The firm said it would now “collect further evidence to strengthen the clinical data package for Raxone” so that it can refile its marketing application in Europe in the future.

“Across Europe about half of patients with DMD aged 10-20 years old are not able to take steroids or have stopped because of side effects. These patients are currently left with no treatment option to slow the progressive decline in their respiratory function,” noted Thomas Voit, MD and Professor of pediatrics at the Great Ormond Street Hospital for Children and University College London, further highlighting the high level of unmet need.

“We will continue supporting Santhera in obtaining additional evidence required to have this medicine approved for this older group of DMD patients,” he added.

Muscular Dystrophy’s UK’s director of Campaigns, Care and Information, Nic Bungay, said the news of the CHMP’s rejection is “disappointing”, as with no alternative treatment to preserve respiratory function when steroids stop working, patients can struggle to cough and clear their airways.

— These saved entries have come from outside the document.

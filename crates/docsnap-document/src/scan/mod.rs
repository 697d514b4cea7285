// SPDX-License-Identifier: PMPL-1.0-or-later
// Copyright (c) 2026 Jonathan D.A. Jewell (hyperpolymath) <jonathan.jewell@open.ac.uk>
//
// Scanning pipeline — perspective rectification followed by contrast,
// sharpening, and adaptive binarization, running on a lazily initialised
// vision backend.

pub mod enhance;
pub mod vision;

pub use enhance::{ScanEnhancer, ScanOutput, destination_size};
pub use vision::VisionBackend;
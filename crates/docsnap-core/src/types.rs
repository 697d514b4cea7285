// SPDX-License-Identifier: PMPL-1.0-or-later
// Copyright (c) 2026 Jonathan D.A. Jewell (hyperpolymath) <jonathan.jewell@open.ac.uk>
//
// Core domain types for DocSnap.

use chrono::{DateTime, Utc};
use serde::{Deserialize, Serialize};

/// A position in native image pixel space.
#[derive(Debug, Clone, Copy, PartialEq, Default, Serialize, Deserialize)]
pub struct Point {
    pub x: f64,
    pub y: f64,
}

impl Point {
    pub const fn new(x: f64, y: f64) -> Self {
        Self { x, y }
    }

    /// Euclidean distance to `other`.
    pub fn distance(&self, other: &Point) -> f64 {
        (self.x - other.x).hypot(self.y - other.y)
    }
}

/// One of the four document corners, in the fixed order used everywhere.
#[derive(Debug, Clone, Copy, PartialEq, Eq, Hash, Serialize, Deserialize)]
pub enum Corner {
    TopLeft,
    TopRight,
    BottomRight,
    BottomLeft,
}

impl Corner {
    /// All corners in `CornerSet` order.
    pub const ALL: [Corner; 4] = [
        Corner::TopLeft,
        Corner::TopRight,
        Corner::BottomRight,
        Corner::BottomLeft,
    ];

    /// Position of this corner inside a `CornerSet`.
    pub fn index(self) -> usize {
        match self {
            Self::TopLeft => 0,
            Self::TopRight => 1,
            Self::BottomRight => 2,
            Self::BottomLeft => 3,
        }
    }

    pub fn from_index(index: usize) -> Option<Self> {
        Self::ALL.get(index).copied()
    }

    /// Short label for UI handles and log fields.
    pub fn label(self) -> &'static str {
        match self {
            Self::TopLeft => "top-left",
            Self::TopRight => "top-right",
            Self::BottomRight => "bottom-right",
            Self::BottomLeft => "bottom-left",
        }
    }
}

/// The four user-placed corners `[top_left, top_right, bottom_right, bottom_left]`
/// in native image coordinates.
///
/// The order is significant: it decides which source edge lands on which
/// destination edge during rectification. No convexity is enforced.
#[derive(Debug, Clone, Copy, PartialEq, Serialize, Deserialize)]
pub struct CornerSet([Point; 4]);

impl CornerSet {
    pub const fn new(top_left: Point, top_right: Point, bottom_right: Point, bottom_left: Point) -> Self {
        Self([top_left, top_right, bottom_right, bottom_left])
    }

    pub fn get(&self, corner: Corner) -> Point {
        self.0[corner.index()]
    }

    /// Return a copy with exactly one corner replaced.
    pub fn with_corner(mut self, corner: Corner, point: Point) -> Self {
        self.0[corner.index()] = point;
        self
    }

    pub fn points(&self) -> &[Point; 4] {
        &self.0
    }

    pub fn top_left(&self) -> Point {
        self.0[0]
    }

    pub fn top_right(&self) -> Point {
        self.0[1]
    }

    pub fn bottom_right(&self) -> Point {
        self.0[2]
    }

    pub fn bottom_left(&self) -> Point {
        self.0[3]
    }

    /// Iterate `(corner, point)` pairs in order.
    pub fn iter(&self) -> impl Iterator<Item = (Corner, Point)> + '_ {
        Corner::ALL.iter().map(move |&c| (c, self.get(c)))
    }
}

impl From<[Point; 4]> for CornerSet {
    fn from(points: [Point; 4]) -> Self {
        Self(points)
    }
}

/// Adaptive binarization strength.
#[derive(Debug, Clone, Copy, PartialEq, Eq, Hash, Default, Serialize, Deserialize)]
#[serde(rename_all = "lowercase")]
pub enum Binarize {
    #[default]
    Off,
    Light,
    Medium,
    Strong,
}

impl Binarize {
    pub const ALL: [Binarize; 4] = [Self::Off, Self::Light, Self::Medium, Self::Strong];

    /// Adaptive threshold `(block_size, constant)` for this level, or `None`
    /// when binarization is disabled. Smaller blocks with a larger constant
    /// threshold more aggressively.
    pub fn threshold_params(self) -> Option<(u32, f32)> {
        match self {
            Self::Off => None,
            Self::Light => Some((31, 5.0)),
            Self::Medium => Some((21, 8.0)),
            Self::Strong => Some((11, 10.0)),
        }
    }

    pub fn label(self) -> &'static str {
        match self {
            Self::Off => "off",
            Self::Light => "light",
            Self::Medium => "medium",
            Self::Strong => "strong",
        }
    }

    pub fn from_label(label: &str) -> Option<Self> {
        Self::ALL.into_iter().find(|b| b.label() == label)
    }
}

pub const CONTRAST_MIN: u32 = 50;
pub const CONTRAST_MAX: u32 = 500;
pub const CONTRAST_DEFAULT: u32 = 200;
pub const SHARPNESS_MAX: u32 = 100;

/// User-controlled enhancement settings applied after rectification.
#[derive(Debug, Clone, Copy, PartialEq, Eq, Serialize, Deserialize)]
#[serde(from = "RawFilterParameters")]
pub struct FilterParameters {
    /// Contrast percentage (50–500). 100 leaves the image unchanged.
    pub contrast: u32,
    /// Unsharp-mask strength percentage (0–100). 0 disables sharpening.
    pub sharpness: u32,
    pub binarize: Binarize,
}

impl FilterParameters {
    /// Build parameters, clamping each value into its supported range.
    pub fn new(contrast: u32, sharpness: u32, binarize: Binarize) -> Self {
        Self {
            contrast: contrast.clamp(CONTRAST_MIN, CONTRAST_MAX),
            sharpness: sharpness.min(SHARPNESS_MAX),
            binarize,
        }
    }

    /// Linear contrast gain `contrast / 100`.
    pub fn contrast_alpha(&self) -> f32 {
        self.contrast as f32 / 100.0
    }

    /// Offset keeping mid-gray (128) approximately fixed: `(1 - alpha) * 128`.
    pub fn contrast_beta(&self) -> f32 {
        (1.0 - self.contrast_alpha()) * 128.0
    }

    /// Unsharp-mask weight `sharpness / 50`.
    pub fn sharpen_amount(&self) -> f32 {
        self.sharpness as f32 / 50.0
    }
}

impl Default for FilterParameters {
    fn default() -> Self {
        Self {
            contrast: CONTRAST_DEFAULT,
            sharpness: 0,
            binarize: Binarize::Off,
        }
    }
}

#[derive(Deserialize)]
struct RawFilterParameters {
    #[serde(default = "default_contrast")]
    contrast: u32,
    #[serde(default)]
    sharpness: u32,
    #[serde(default)]
    binarize: Binarize,
}

fn default_contrast() -> u32 {
    CONTRAST_DEFAULT
}

impl From<RawFilterParameters> for FilterParameters {
    fn from(raw: RawFilterParameters) -> Self {
        Self::new(raw.contrast, raw.sharpness, raw.binarize)
    }
}

/// Download filename for a scan produced at `at`: `docsnap-<unix-millis>.png`.
pub fn download_file_name(at: DateTime<Utc>) -> String {
    format!("docsnap-{}.png", at.timestamp_millis())
}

“Raxone offered many people with Duchenne hope when it was made available via the Early Access to Medicines Scheme. We are in close contact with Santhera about what happens next for those patients in the UK currently receiving Raxone, as part of the EAM scheme.”

He said the charity would now write to the MHRA “urging them to ensure that patients who are benefiting from the drug do not have it withdrawn”.

“Duchenne has few treatment options and no cure. We must continue to look at innovative ways of bringing promising Duchenne treatments at the earliest possible stage to those who could benefit from them.”

Raxone won European approval in 2016 as the first treatment for visual impairment in adolescent and adult patients with Leber’s Hereditary Optic Neuropathy (LHON), an inherited mitochondrial disease which, if untreated, usually leads to rapid, profound and permanent blindness.